== TASK BRIEF ==
Find the lines in these entries that include the word "time" and state how many there are, with no other words.

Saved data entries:

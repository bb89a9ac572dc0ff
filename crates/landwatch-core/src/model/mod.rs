//! Wire types for the backend's JSON contracts.
//!
//! These types are rendered, never owned: the backend is the source of truth
//! and every reload re-fetches. Optional fields stay `Option` so the render
//! layer can substitute its placeholders.

pub mod admin;
pub mod auth;
pub mod geo;
pub mod grievance;
pub mod imagery;
pub mod reports;

pub use admin::{AdminStats, AlertRow, AlertsEnvelope, DashboardStats, NewUser, UserRow, UserUpdate, UsersEnvelope};
pub use auth::{ForgotPasswordRequest, LanguageRequest, LoginRequest, LoginResponse, RegisterRequest, Translations};
pub use geo::{FeatureCollection, FeatureProperties, GeoFeature};
pub use grievance::{ContactRequest, GrievanceRequest, GrievanceRow, LeaderboardEnvelope, LeaderboardItem};
pub use imagery::{
    find_tagged, Anomaly, DetectionResult, Hotspot, HotspotsEnvelope, ImageItem, ImageTag, ManualFetchRequest, OwnerInfo,
};
pub use reports::{GenerateReportRequest, GenerateReportResponse, ReportDetails, ReportFilter, ReportRow};

use serde::{Deserialize, Deserializer};

/// Treat empty or whitespace-only strings as absent.
pub fn non_empty(value: Option<&str>) -> Option<&str> {
    value.filter(|v| !v.trim().is_empty())
}

/// Accept a JSON string, number or null as an optional string.
pub(crate) fn opt_string_or_number<'de, D>(deserializer: D) -> Result<Option<String>, D::Error>
where
    D: Deserializer<'de>,
{
    let value = Option::<serde_json::Value>::deserialize(deserializer)?;
    Ok(match value {
        None | Some(serde_json::Value::Null) => None,
        Some(serde_json::Value::String(s)) => Some(s),
        Some(other) => Some(other.to_string()),
    })
}

/// Accept a JSON number or numeric string; anything else is absent.
pub(crate) fn opt_number<'de, D>(deserializer: D) -> Result<Option<f64>, D::Error>
where
    D: Deserializer<'de>,
{
    let value = Option::<serde_json::Value>::deserialize(deserializer)?;
    Ok(match value {
        Some(serde_json::Value::Number(n)) => n.as_f64(),
        Some(serde_json::Value::String(s)) => s.trim().parse().ok(),
        _ => None,
    })
}

/// Accept a JSON string or number as a string; null becomes empty.
pub(crate) fn string_or_number<'de, D>(deserializer: D) -> Result<String, D::Error>
where
    D: Deserializer<'de>,
{
    Ok(opt_string_or_number(deserializer)?.unwrap_or_default())
}
//! Language toggle, registration, login and password reset.

use super::SectionContext;
use landwatch_core::model::{LoginRequest, RegisterRequest};
use landwatch_core::{Role, SessionCredentials};

pub const LANGUAGE_SELECT: &str = "languageSelect";

/// Translated elements carry this prefix followed by the translation key,
/// e.g. `i18n-hero_title`.
pub const TRANSLATION_PREFIX: &str = "i18n-";

pub const REGISTER_FORM: &str = "registerForm";
pub const REGISTER_NAME: &str = "regName";
pub const REGISTER_EMAIL: &str = "regEmail";
pub const REGISTER_PASSWORD: &str = "regPassword";
pub const REGISTER_CONFIRM: &str = "regConfirmPassword";
pub const REGISTER_ROLE: &str = "regRole";
pub const REGISTER_ERROR: &str = "registerError";
pub const REGISTER_SUCCESS: &str = "registerSuccess";

pub const LOGIN_FORM: &str = "loginForm";
pub const LOGIN_EMAIL: &str = "loginEmail";
pub const LOGIN_PASSWORD: &str = "loginPassword";
pub const LOGIN_ROLE: &str = "loginRole";
pub const LOGIN_ERROR: &str = "loginError";

pub const FORGOT_FORM: &str = "forgotPasswordForm";
pub const FORGOT_EMAIL: &str = "forgotEmail";
pub const FORGOT_MESSAGE: &str = "forgotMessage";

pub const PASSWORD_MISMATCH: &str = "Passwords do not match";
const REGISTERED: &str = "Registration successful! Redirecting to login...";
const RESET_SENT: &str = "If the email is registered, a reset link has been sent.";

// =============================================================================
// Language
// =============================================================================

pub struct LanguageSection {
    cx: SectionContext,
}

impl LanguageSection {
    pub fn bind(cx: &SectionContext) -> Option<Self> {
        cx.guard(LANGUAGE_SELECT).map(|cx| Self { cx })
    }

    /// Selection changed: store the language server-side and reload.
    pub async fn on_change(&self) {
        let language = self.cx.page.field(LANGUAGE_SELECT);
        match self.cx.client.set_language(&language).await {
            Ok(_) => self.cx.page.reload(),
            Err(e) => self.cx.failed("set language", &e),
        }
    }
}

/// Fills translated elements with the texts of the selected language.
pub struct TranslationsSection {
    cx: SectionContext,
}

impl TranslationsSection {
    pub fn bind(cx: &SectionContext) -> Option<Self> {
        cx.guard(LANGUAGE_SELECT).map(|cx| Self { cx })
    }

    /// Page load. A blank selector leaves the choice to the server session.
    /// On failure the page keeps its built-in texts.
    pub async fn load(&self) {
        let page = &self.cx.page;
        let selected = page.field_value(LANGUAGE_SELECT);
        let language = selected.as_deref().map(str::trim).filter(|l| !l.is_empty());

        let translations = match self.cx.client.translations(language).await {
            Ok(translations) => translations,
            Err(e) => {
                self.cx.failed("load translations", &e);
                return;
            }
        };

        let mut applied = 0;
        for (key, text) in translations.texts() {
            let id = format!("{TRANSLATION_PREFIX}{key}");
            if page.has_element(&id) {
                page.set_text(&id, text);
                applied += 1;
            }
        }
        tracing::debug!(language = ?language, applied, "Translations applied");
    }
}

// =============================================================================
// Register
// =============================================================================

pub struct RegisterSection {
    cx: SectionContext,
}

impl RegisterSection {
    pub fn bind(cx: &SectionContext) -> Option<Self> {
        cx.guard(REGISTER_FORM).map(|cx| Self { cx })
    }

    pub async fn submit(&self) {
        let page = &self.cx.page;
        page.set_visible(REGISTER_ERROR, false);
        page.set_visible(REGISTER_SUCCESS, false);

        let password = page.field(REGISTER_PASSWORD);
        if password != page.field(REGISTER_CONFIRM) {
            page.show_banner(REGISTER_ERROR, PASSWORD_MISMATCH);
            return;
        }

        let request = RegisterRequest {
            name: page.field(REGISTER_NAME),
            email: page.field(REGISTER_EMAIL),
            password,
            role: page.field(REGISTER_ROLE),
        };

        match self.cx.client.register(&request).await {
            Ok(value) => {
                let message = value
                    .get("message")
                    .and_then(|m| m.as_str())
                    .filter(|m| !m.is_empty())
                    .unwrap_or(REGISTERED);
                page.show_banner(REGISTER_SUCCESS, message);
                page.reset_form(REGISTER_FORM);
                page.navigate_after(
                    &self.cx.config.routes.login_page,
                    self.cx.config.ui.redirect_delay(),
                );
                tracing::info!(email = %request.email, "Registered");
            }
            Err(e) => {
                self.cx.failed("register", &e);
                page.show_banner(REGISTER_ERROR, &e.user_message());
            }
        }
    }
}

// =============================================================================
// Login
// =============================================================================

pub struct LoginSection {
    cx: SectionContext,
}

impl LoginSection {
    pub fn bind(cx: &SectionContext) -> Option<Self> {
        cx.guard(LOGIN_FORM).map(|cx| Self { cx })
    }

    /// Log in, store the credentials, then navigate by role.
    pub async fn submit(&self) {
        let page = &self.cx.page;
        page.set_visible(LOGIN_ERROR, false);

        let request = LoginRequest {
            email: page.field(LOGIN_EMAIL),
            password: page.field(LOGIN_PASSWORD),
            role: page.field(LOGIN_ROLE),
        };

        let response = match self.cx.client.login(&request).await {
            Ok(response) => response,
            Err(e) => {
                self.cx.failed("login", &e);
                page.show_banner(LOGIN_ERROR, &e.user_message());
                return;
            }
        };

        // A missing or unknown role keeps the one the user picked.
        let role = response
            .parsed_role()
            .or_else(|| request.role.parse().ok())
            .unwrap_or(Role::Public);
        if let (None, Some(returned)) = (response.parsed_role(), response.role.as_deref()) {
            tracing::warn!(role = %returned, fallback = %role, "Unknown role in login response");
        }
        self.cx
            .client
            .session()
            .set(SessionCredentials::new(response.token.unwrap_or_default(), role));

        let routes = &self.cx.config.routes;
        let target = if role.is_admin() {
            &routes.admin_page
        } else {
            &routes.default_page
        };
        tracing::info!(role = %role, target = %target, "Logged in");
        page.navigate(target);
    }
}

// =============================================================================
// Forgot password
// =============================================================================

pub struct ForgotPasswordSection {
    cx: SectionContext,
}

impl ForgotPasswordSection {
    pub fn bind(cx: &SectionContext) -> Option<Self> {
        cx.guard(FORGOT_FORM).map(|cx| Self { cx })
    }

    pub async fn submit(&self) {
        let email = self.cx.page.field(FORGOT_EMAIL);
        let message = match self.cx.client.forgot_password(&email).await {
            Ok(message) if message.is_empty() => RESET_SENT.to_string(),
            Ok(message) => message,
            Err(e) => {
                self.cx.failed("forgot password", &e);
                e.user_message()
            }
        };
        self.cx.page.show_banner(FORGOT_MESSAGE, &message);
    }
}
//! Command implementations. Each command builds a console page holding the
//! section's markup, binds the section and fires the matching handler.

pub mod admin;
pub mod auth;
pub mod grievance;
pub mod imagery;
pub mod reports;

use crate::console::ConsolePage;
use anyhow::Context;
use landwatch_client::ApiClient;
use landwatch_core::{LandwatchConfig, SessionContext};
use landwatch_ui::SectionContext;
use std::sync::Arc;

/// Configuration and client shared by every command.
pub struct Env {
    pub config: Arc<LandwatchConfig>,
    pub client: ApiClient,
}

impl Env {
    pub fn new(config: LandwatchConfig, session: SessionContext) -> anyhow::Result<Self> {
        let client = ApiClient::from_config(&config.backend, session)
            .context("Failed to build HTTP client")?;
        Ok(Self {
            config: Arc::new(config),
            client,
        })
    }

    pub fn session(&self) -> &SessionContext {
        self.client.session()
    }

    /// Section context over a console page.
    pub fn context(&self, page: &Arc<ConsolePage>) -> SectionContext {
        SectionContext::new(self.client.clone(), page.clone(), self.config.clone())
    }
}

/// Bind a section or fail with the section's name.
pub(crate) fn bound<T>(section: Option<T>, name: &str) -> anyhow::Result<T> {
    section.with_context(|| format!("{name} section is not on the page"))
}

/// Fail the command if any request failed. The section has already printed
/// the error; this only sets the exit status.
pub(crate) fn finish(cx: &SectionContext, name: &str) -> anyhow::Result<()> {
    match cx.failure_count() {
        0 => Ok(()),
        1 => anyhow::bail!("{name} failed"),
        n => anyhow::bail!("{name} failed ({n} requests)"),
    }
}
//! HTML fragments rendered into table bodies and map popups.
//!
//! Same approach as the rest of the UI: plain `format!` templates with
//! Tailwind classes. Every interpolated value is escaped.

use landwatch_client::endpoints::report_download_href;
use landwatch_core::model::{
    AlertRow, FeatureProperties, GrievanceRow, Hotspot, LeaderboardItem, ReportRow, UserRow,
};

/// Escape text for HTML element content and attribute values.
pub fn escape(text: &str) -> String {
    let mut out = String::with_capacity(text.len());
    for c in text.chars() {
        match c {
            '&' => out.push_str("&amp;"),
            '<' => out.push_str("&lt;"),
            '>' => out.push_str("&gt;"),
            '"' => out.push_str("&quot;"),
            '\'' => out.push_str("&#39;"),
            _ => out.push(c),
        }
    }
    out
}

fn cell(content: &str) -> String {
    format!(r#"<td class="px-6 py-4 whitespace-nowrap text-sm text-gray-900 dark:text-gray-100">{content}</td>"#)
}

fn row(cells: &[String]) -> String {
    let cells: String = cells.iter().map(|c| cell(c)).collect();
    format!(r#"<tr class="hover:bg-gray-50 dark:hover:bg-gray-700/50">{cells}</tr>"#)
}

/// Render every item as a row and concatenate.
pub fn rows<T>(items: &[T], render: impl Fn(&T) -> String) -> String {
    items.iter().map(render).collect()
}

/// A single row spanning the whole table, carrying an error message.
pub fn error_row(colspan: usize, message: &str) -> String {
    format!(
        r##"<tr><td colspan="{colspan}" class="px-6 py-4 text-center text-sm text-red-600 dark:text-red-400">{message}</td></tr>"##,
        message = escape(message),
    )
}

/// Badge component.
pub fn badge(text: &str, color: &str) -> String {
    format!(
        r##"<span class="inline-flex items-center px-2.5 py-0.5 rounded-full text-xs font-medium bg-{color}-100 dark:bg-{color}-900/30 text-{color}-800 dark:text-{color}-300">{text}</span>"##,
        text = escape(text),
    )
}

// =============================================================================
// Reports
// =============================================================================

/// Columns: type, ward, date, details, download.
pub const REPORT_COLUMNS: usize = 5;

pub fn report_row(report: &ReportRow) -> String {
    let download = format!(
        r##"<a href="{href}" class="text-primary-600 hover:underline"><i class="fas fa-download"></i> Download</a>"##,
        href = escape(&report_download_href(&report.id)),
    );
    row(&[
        escape(&report.kind),
        escape(report.ward_label()),
        escape(report.date_label()),
        escape(&report.details_label()),
        download,
    ])
}

// =============================================================================
// Users
// =============================================================================

/// Columns: name, email, role, actions.
pub const USER_COLUMNS: usize = 4;

/// User row. Controls carry `data-action` and `data-email`; the table
/// container dispatches clicks, rows bind nothing.
pub fn user_row(user: &UserRow) -> String {
    let email = escape(&user.email);
    let actions = format!(
        r##"<button class="text-primary-600 hover:text-primary-800 mr-3" data-action="edit" data-email="{email}">Edit</button><button class="text-red-600 hover:text-red-800" data-action="delete" data-email="{email}">Delete</button>"##
    );
    row(&[
        escape(user.name_label()),
        email.clone(),
        escape(user.role_label()),
        actions,
    ])
}

// =============================================================================
// Alerts
// =============================================================================

/// Columns: ward, location, coordinates, date, severity, status.
pub const ALERT_COLUMNS: usize = 6;

fn severity_color(severity: &str) -> &'static str {
    match severity.to_ascii_lowercase().as_str() {
        "high" => "red",
        "medium" => "yellow",
        "low" => "green",
        _ => "gray",
    }
}

pub fn alert_row(alert: &AlertRow) -> String {
    let [ward, location, coordinates, date, severity, status] = alert.cells();
    row(&[
        escape(ward),
        escape(location),
        escape(coordinates),
        escape(date),
        badge(severity, severity_color(severity)),
        escape(status),
    ])
}

// =============================================================================
// Hotspots
// =============================================================================

/// Columns: ward, risk.
pub const HOTSPOT_COLUMNS: usize = 2;

fn risk_color(risk: Option<f64>) -> &'static str {
    match risk {
        Some(r) if r >= 0.75 => "red",
        Some(r) if r >= 0.5 => "yellow",
        Some(_) => "green",
        None => "gray",
    }
}

pub fn hotspot_row(hotspot: &Hotspot) -> String {
    row(&[
        escape(hotspot.ward.as_deref().unwrap_or("-")),
        badge(&hotspot.risk_label(), risk_color(hotspot.risk)),
    ])
}

// =============================================================================
// Grievances
// =============================================================================

/// Columns: name, email, ward, location, description, submitted.
pub const GRIEVANCE_COLUMNS: usize = 6;

pub fn grievance_row(grievance: &GrievanceRow) -> String {
    row(&grievance.cells().map(escape))
}

/// Columns: rank, name, count.
pub const LEADERBOARD_COLUMNS: usize = 3;

pub fn leaderboard_row(rank: usize, item: &LeaderboardItem) -> String {
    row(&[
        rank.to_string(),
        escape(item.display_name()),
        item.count.to_string(),
    ])
}

// =============================================================================
// Map
// =============================================================================

pub fn feature_popup(properties: &FeatureProperties) -> String {
    format!(
        "<b>Owner:</b> {owner}<br><b>Khasra:</b> {khasra}<br><b>Time:</b> {time}",
        owner = escape(properties.owner_label()),
        khasra = escape(properties.khasra_label()),
        time = escape(properties.timestamp_label()),
    )
}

== RESULT BELOW ==
2